ACTIVITY — The answer must consist of the listing, reproduced exactly.

SUPPLIED ENTRIES —
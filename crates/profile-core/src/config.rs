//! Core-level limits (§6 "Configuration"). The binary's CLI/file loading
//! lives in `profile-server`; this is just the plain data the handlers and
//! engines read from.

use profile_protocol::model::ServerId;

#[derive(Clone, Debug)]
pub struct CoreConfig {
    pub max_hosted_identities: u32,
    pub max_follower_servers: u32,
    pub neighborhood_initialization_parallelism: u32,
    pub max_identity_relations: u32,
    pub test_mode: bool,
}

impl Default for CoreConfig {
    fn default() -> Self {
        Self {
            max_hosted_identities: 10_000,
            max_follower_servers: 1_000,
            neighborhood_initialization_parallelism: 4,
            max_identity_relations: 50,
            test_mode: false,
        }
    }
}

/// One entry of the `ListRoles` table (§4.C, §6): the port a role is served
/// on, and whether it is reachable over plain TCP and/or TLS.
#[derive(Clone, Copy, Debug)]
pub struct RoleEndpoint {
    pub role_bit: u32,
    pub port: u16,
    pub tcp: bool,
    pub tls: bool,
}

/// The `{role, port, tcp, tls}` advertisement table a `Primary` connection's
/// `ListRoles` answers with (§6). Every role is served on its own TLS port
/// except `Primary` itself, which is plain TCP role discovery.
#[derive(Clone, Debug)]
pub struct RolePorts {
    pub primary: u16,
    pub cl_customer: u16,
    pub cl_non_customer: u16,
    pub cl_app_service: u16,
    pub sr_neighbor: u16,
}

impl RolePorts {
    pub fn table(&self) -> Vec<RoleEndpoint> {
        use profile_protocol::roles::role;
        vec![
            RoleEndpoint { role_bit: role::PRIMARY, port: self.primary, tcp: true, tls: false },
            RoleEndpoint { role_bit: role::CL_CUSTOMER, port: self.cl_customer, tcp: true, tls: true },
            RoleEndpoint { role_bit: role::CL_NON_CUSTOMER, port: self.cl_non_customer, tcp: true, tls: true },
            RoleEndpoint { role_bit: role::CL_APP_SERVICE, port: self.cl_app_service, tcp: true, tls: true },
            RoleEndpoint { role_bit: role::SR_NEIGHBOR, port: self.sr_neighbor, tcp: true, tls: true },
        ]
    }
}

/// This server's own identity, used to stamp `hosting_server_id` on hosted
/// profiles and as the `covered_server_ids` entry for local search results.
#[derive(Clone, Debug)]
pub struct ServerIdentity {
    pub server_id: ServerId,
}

RESULT FOR THIS TASK —
filename crates/profile-core/src/config.rs
//! Core-level limits (§6 "Configuration"). The binary's CLI/file loading
//! lives in `profile-server`; this is just the plain data the handlers and
//! engines read from.

use profile_protocol::model::ServerId;

#[derive(Clone, Debug)]
pub struct CoreConfig {
    pub max_hosted_identities: u32,
    pub max_follower_servers: u32,
    pub neighborhood_initialization_parallelism: u32,
    pub max_identity_relations: u32,
    pub test_mode: bool,
}

impl Default for CoreConfig {
    fn default() -> Self {
        Self {
            max_hosted_identities: 10_000,
            max_follower_servers: 1_000,
            neighborhood_initialization_parallelism: 4,
            max_identity_relations: 50,
            test_mode: false,
        }
    }
}

/// One entry of the `ListRoles` table (§4.C, §6): the port a role is served
/// on, and whether it is reachable over plain TCP and/or TLS.
#[derive(Clone, Copy, Debug)]
pub struct RoleEndpoint {
    pub role_bit: u32,
    pub port: u16,
    pub tcp: bool,
    pub tls: bool,
}

/// The `{role, port, tcp, tls}` advertisement table a `Primary` connection's
/// `ListRoles` answers with (§6). Every role is served on its own TLS port
/// except `Primary` itself, which is plain TCP role discovery.
#[derive(Clone, Debug)]
pub struct RolePorts {
    pub primary: u16,
    pub cl_customer: u16,
    pub cl_non_customer: u16,
    pub cl_app_service: u16,
    pub sr_neighbor: u16,
}

impl RolePorts {
    pub fn table(&self) -> Vec<RoleEndpoint> {
        use profile_protocol::roles::role;
        vec![
            RoleEndpoint { role_bit: role::PRIMARY, port: self.primary, tcp: true, tls: false },
            RoleEndpoint { role_bit: role::CL_CUSTOMER, port: self.cl_customer, tcp: true, tls: true },
            RoleEndpoint { role_bit: role::CL_NON_CUSTOMER, port: self.cl_non_customer, tcp: true, tls: true },
            RoleEndpoint { role_bit: role::CL_APP_SERVICE, port: self.cl_app_service, tcp: true, tls: true },
            RoleEndpoint { role_bit: role::SR_NEIGHBOR, port: self.sr_neighbor, tcp: true, tls: true },
        ]
    }
}

/// This server's own identity, used to stamp `hosting_server_id` on hosted
/// profiles and as the `covered_server_ids` entry for local search results.
#[derive(Clone, Debug)]
pub struct ServerIdentity {
    pub server_id: ServerId,
}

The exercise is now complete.